_Input records_.
════════
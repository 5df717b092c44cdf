use chrono::{DateTime, NaiveDateTime, Utc};
use serde::Serialize;

/// One recorded command execution, as read back from the store.
#[derive(Debug, Clone, PartialEq, Eq, Serialize)]
pub struct HistoryEntry {
    #[serde(skip)]
    pub id: i64,
    pub command: String,
    pub directory: String,
    pub timestamp: DateTime<Utc>,
    pub exit_code: i32,
    pub hostname: String,
    pub process_id: i64,
}

/// Parameters for recording one history entry.
///
/// `timestamp = None` lets the store stamp the row with its insertion time.
#[derive(Debug, Clone, PartialEq, Eq)]
pub struct NewEntry {
    pub command: String,
    pub directory: String,
    pub timestamp: Option<DateTime<Utc>>,
    pub exit_code: i32,
    pub hostname: String,
    pub process_id: i64,
}

/// Fixed-width UTC text form used in the `timestamp` column. Six fractional
/// digits keep lexical order identical to chronological order.
pub fn format_timestamp(ts: &DateTime<Utc>) -> String {
    ts.format("%Y-%m-%dT%H:%M:%S%.6fZ").to_string()
}

/// Parse a stored timestamp.
///
/// Besides the native [`format_timestamp`] shape this accepts the
/// `YYYY-MM-DD HH:MM:SS[.f][±hh:mm]` forms left behind by `CURRENT_TIMESTAMP`
/// defaults and by older writers, so existing databases stay readable.
pub fn parse_timestamp(raw: &str) -> Option<DateTime<Utc>> {
    if let Ok(ts) = DateTime::parse_from_rfc3339(raw) {
        return Some(ts.with_timezone(&Utc));
    }
    if let Ok(ts) = DateTime::parse_from_str(raw, "%Y-%m-%d %H:%M:%S%.f%:z") {
        return Some(ts.with_timezone(&Utc));
    }
    NaiveDateTime::parse_from_str(raw, "%Y-%m-%d %H:%M:%S%.f")
        .ok()
        .map(|naive| naive.and_utc())
}
use std::fmt;
use std::io::{BufWriter, Write};
use std::str::FromStr;

use anyhow::Context as _;
use chrono::TimeZone;
use serde::Deserialize;

use crate::history::HistoryEntry;

const WRITE_BUFFER_SIZE: usize = 8192;

/// How `get` renders entries.
#[derive(Debug, Clone, Copy, Default, PartialEq, Eq, Deserialize)]
#[serde(rename_all = "lowercase")]
pub enum OutputFormat {
    /// One JSON object per line.
    Json,
    /// Command text only.
    #[default]
    Simple,
    /// Local time, directory, non-zero exit code and command.
    Verbose,
}

impl OutputFormat {
    pub const fn as_str(self) -> &'static str {
        match self {
            Self::Json => "json",
            Self::Simple => "simple",
            Self::Verbose => "verbose",
        }
    }
}

impl fmt::Display for OutputFormat {
    fn fmt(&self, f: &mut fmt::Formatter<'_>) -> fmt::Result {
        f.write_str(self.as_str())
    }
}

/// Returned when parsing a format name that is not `json`, `simple` or `verbose`.
#[derive(Debug, Clone, PartialEq, Eq)]
pub struct UnknownFormatError {
    value: String,
}

impl fmt::Display for UnknownFormatError {
    fn fmt(&self, f: &mut fmt::Formatter<'_>) -> fmt::Result {
        write!(
            f,
            "unknown output format: {} (expected json, simple or verbose)",
            self.value
        )
    }
}

impl std::error::Error for UnknownFormatError {}

impl FromStr for OutputFormat {
    type Err = UnknownFormatError;

    fn from_str(s: &str) -> Result<Self, Self::Err> {
        match s {
            "json" => Ok(Self::Json),
            "simple" => Ok(Self::Simple),
            "verbose" => Ok(Self::Verbose),
            other => Err(UnknownFormatError {
                value: other.to_owned(),
            }),
        }
    }
}

/// Render `entries` to `writer` in `format`, converting timestamps to `tz`
/// for verbose output. Output is buffered and flushed before returning.
///
/// # Errors
/// Returns an error if encoding, writing or the final flush fails.
pub fn write_entries<W, Tz>(
    entries: &[HistoryEntry],
    writer: W,
    format: OutputFormat,
    tz: &Tz,
) -> anyhow::Result<()>
where
    W: Write,
    Tz: TimeZone,
    Tz::Offset: fmt::Display,
{
    let mut out = BufWriter::with_capacity(WRITE_BUFFER_SIZE, writer);
    for entry in entries {
        match format {
            OutputFormat::Json => {
                serde_json::to_writer(&mut out, entry).context("encode JSON entry")?;
                out.write_all(b"\n").context("write entry")?;
            }
            OutputFormat::Simple => {
                writeln!(out, "{}", entry.command).context("write entry")?;
            }
            OutputFormat::Verbose => {
                writeln!(out, "{}", verbose_line(entry, tz)).context("write entry")?;
            }
        }
    }
    out.flush().context("flush output")?;
    Ok(())
}

/// Like [`write_entries`], but takes the format by name.
///
/// # Errors
/// Returns an error for an unknown format name, or if rendering fails.
pub fn write_entries_as<W, Tz>(
    entries: &[HistoryEntry],
    writer: W,
    format: &str,
    tz: &Tz,
) -> anyhow::Result<()>
where
    W: Write,
    Tz: TimeZone,
    Tz::Offset: fmt::Display,
{
    let format: OutputFormat = format.parse()?;
    write_entries(entries, writer, format, tz)
}

/// `<local time> [<directory>][ [exit]] <command>`
fn verbose_line<Tz>(entry: &HistoryEntry, tz: &Tz) -> String
where
    Tz: TimeZone,
    Tz::Offset: fmt::Display,
{
    let local = entry.timestamp.with_timezone(tz);
    let exit_status = if entry.exit_code == 0 {
        String::new()
    } else {
        format!(" [{}]", entry.exit_code)
    };
    // A brace-wrapped command reads like the bracketed fields around it.
    let command = if entry.command.starts_with('{') && entry.command.ends_with('}') {
        format!("{:?}", entry.command)
    } else {
        entry.command.clone()
    };
    format!(
        "{} [{}]{exit_status} {command}",
        local.format("%Y-%m-%dT%H:%M:%S"),
        entry.directory
    )
}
════════
_About this task_.
Transcribe the entire listing above exactly.

_Result of the task_.
repository 5df717b092c44cdf
use chrono::{DateTime, NaiveDateTime, Utc};
use serde::Serialize;

/// One recorded command execution, as read back from the store.
#[derive(Debug, Clone, PartialEq, Eq, Serialize)]
pub struct HistoryEntry {
    #[serde(skip)]
    pub id: i64,
    pub command: String,
    pub directory: String,
    pub timestamp: DateTime<Utc>,
    pub exit_code: i32,
    pub hostname: String,
    pub process_id: i64,
}

/// Parameters for recording one history entry.
///
/// `timestamp = None` lets the store stamp the row with its insertion time.
#[derive(Debug, Clone, PartialEq, Eq)]
pub struct NewEntry {
    pub command: String,
    pub directory: String,
    pub timestamp: Option<DateTime<Utc>>,
    pub exit_code: i32,
    pub hostname: String,
    pub process_id: i64,
}

/// Fixed-width UTC text form used in the `timestamp` column. Six fractional
/// digits keep lexical order identical to chronological order.
pub fn format_timestamp(ts: &DateTime<Utc>) -> String {
    ts.format("%Y-%m-%dT%H:%M:%S%.6fZ").to_string()
}

/// Parse a stored timestamp.
///
/// Besides the native [`format_timestamp`] shape this accepts the
/// `YYYY-MM-DD HH:MM:SS[.f][±hh:mm]` forms left behind by `CURRENT_TIMESTAMP`
/// defaults and by older writers, so existing databases stay readable.
pub fn parse_timestamp(raw: &str) -> Option<DateTime<Utc>> {
    if let Ok(ts) = DateTime::parse_from_rfc3339(raw) {
        return Some(ts.with_timezone(&Utc));
    }
    if let Ok(ts) = DateTime::parse_from_str(raw, "%Y-%m-%d %H:%M:%S%.f%:z") {
        return Some(ts.with_timezone(&Utc));
    }
    NaiveDateTime::parse_from_str(raw, "%Y-%m-%d %H:%M:%S%.f")
        .ok()
        .map(|naive| naive.and_utc())
}
use std::fmt;
use std::io::{BufWriter, Write};
use std::str::FromStr;

use anyhow::Context as _;
use chrono::TimeZone;
use serde::Deserialize;

use crate::history::HistoryEntry;

const WRITE_BUFFER_SIZE: usize = 8192;

/// How `get` renders entries.
#[derive(Debug, Clone, Copy, Default, PartialEq, Eq, Deserialize)]
#[serde(rename_all = "lowercase")]
pub enum OutputFormat {
    /// One JSON object per line.
    Json,
    /// Command text only.
    #[default]
    Simple,
    /// Local time, directory, non-zero exit code and command.
    Verbose,
}

impl OutputFormat {
    pub const fn as_str(self) -> &'static str {
        match self {
            Self::Json => "json",
            Self::Simple => "simple",
            Self::Verbose => "verbose",
        }
    }
}

impl fmt::Display for OutputFormat {
    fn fmt(&self, f: &mut fmt::Formatter<'_>) -> fmt::Result {
        f.write_str(self.as_str())
    }
}

/// Returned when parsing a format name that is not `json`, `simple` or `verbose`.
#[derive(Debug, Clone, PartialEq, Eq)]
pub struct UnknownFormatError {
    value: String,
}

impl fmt::Display for UnknownFormatError {
    fn fmt(&self, f: &mut fmt::Formatter<'_>) -> fmt::Result {
        write!(
            f,
            "unknown output format: {} (expected json, simple or verbose)",
            self.value
        )
    }
}

impl std::error::Error for UnknownFormatError {}

impl FromStr for OutputFormat {
    type Err = UnknownFormatError;

    fn from_str(s: &str) -> Result<Self, Self::Err> {
        match s {
            "json" => Ok(Self::Json),
            "simple" => Ok(Self::Simple),
            "verbose" => Ok(Self::Verbose),
            other => Err(UnknownFormatError {
                value: other.to_owned(),
            }),
        }
    }
}

/// Render `entries` to `writer` in `format`, converting timestamps to `tz`
/// for verbose output. Output is buffered and flushed before returning.
///
/// # Errors
/// Returns an error if encoding, writing or the final flush fails.
pub fn write_entries<W, Tz>(
    entries: &[HistoryEntry],
    writer: W,
    format: OutputFormat,
    tz: &Tz,
) -> anyhow::Result<()>
where
    W: Write,
    Tz: TimeZone,
    Tz::Offset: fmt::Display,
{
    let mut out = BufWriter::with_capacity(WRITE_BUFFER_SIZE, writer);
    for entry in entries {
        match format {
            OutputFormat::Json => {
                serde_json::to_writer(&mut out, entry).context("encode JSON entry")?;
                out.write_all(b"\n").context("write entry")?;
            }
            OutputFormat::Simple => {
                writeln!(out, "{}", entry.command).context("write entry")?;
            }
            OutputFormat::Verbose => {
                writeln!(out, "{}", verbose_line(entry, tz)).context("write entry")?;
            }
        }
    }
    out.flush().context("flush output")?;
    Ok(())
}

/// Like [`write_entries`], but takes the format by name.
///
/// # Errors
/// Returns an error for an unknown format name, or if rendering fails.
pub fn write_entries_as<W, Tz>(
    entries: &[HistoryEntry],
    writer: W,
    format: &str,
    tz: &Tz,
) -> anyhow::Result<()>
where
    W: Write,
    Tz: TimeZone,
    Tz::Offset: fmt::Display,
{
    let format: OutputFormat = format.parse()?;
    write_entries(entries, writer, format, tz)
}

/// `<local time> [<directory>][ [exit]] <command>`
fn verbose_line<Tz>(entry: &HistoryEntry, tz: &Tz) -> String
where
    Tz: TimeZone,
    Tz::Offset: fmt::Display,
{
    let local = entry.timestamp.with_timezone(tz);
    let exit_status = if entry.exit_code == 0 {
        String::new()
    } else {
        format!(" [{}]", entry.exit_code)
    };
    // A brace-wrapped command reads like the bracketed fields around it.
    let command = if entry.command.starts_with('{') && entry.command.ends_with('}') {
        format!("{:?}", entry.command)
    } else {
        entry.command.clone()
    };
    format!(
        "{} [{}]{exit_status} {command}",
        local.format("%Y-%m-%dT%H:%M:%S"),
        entry.directory
    )
}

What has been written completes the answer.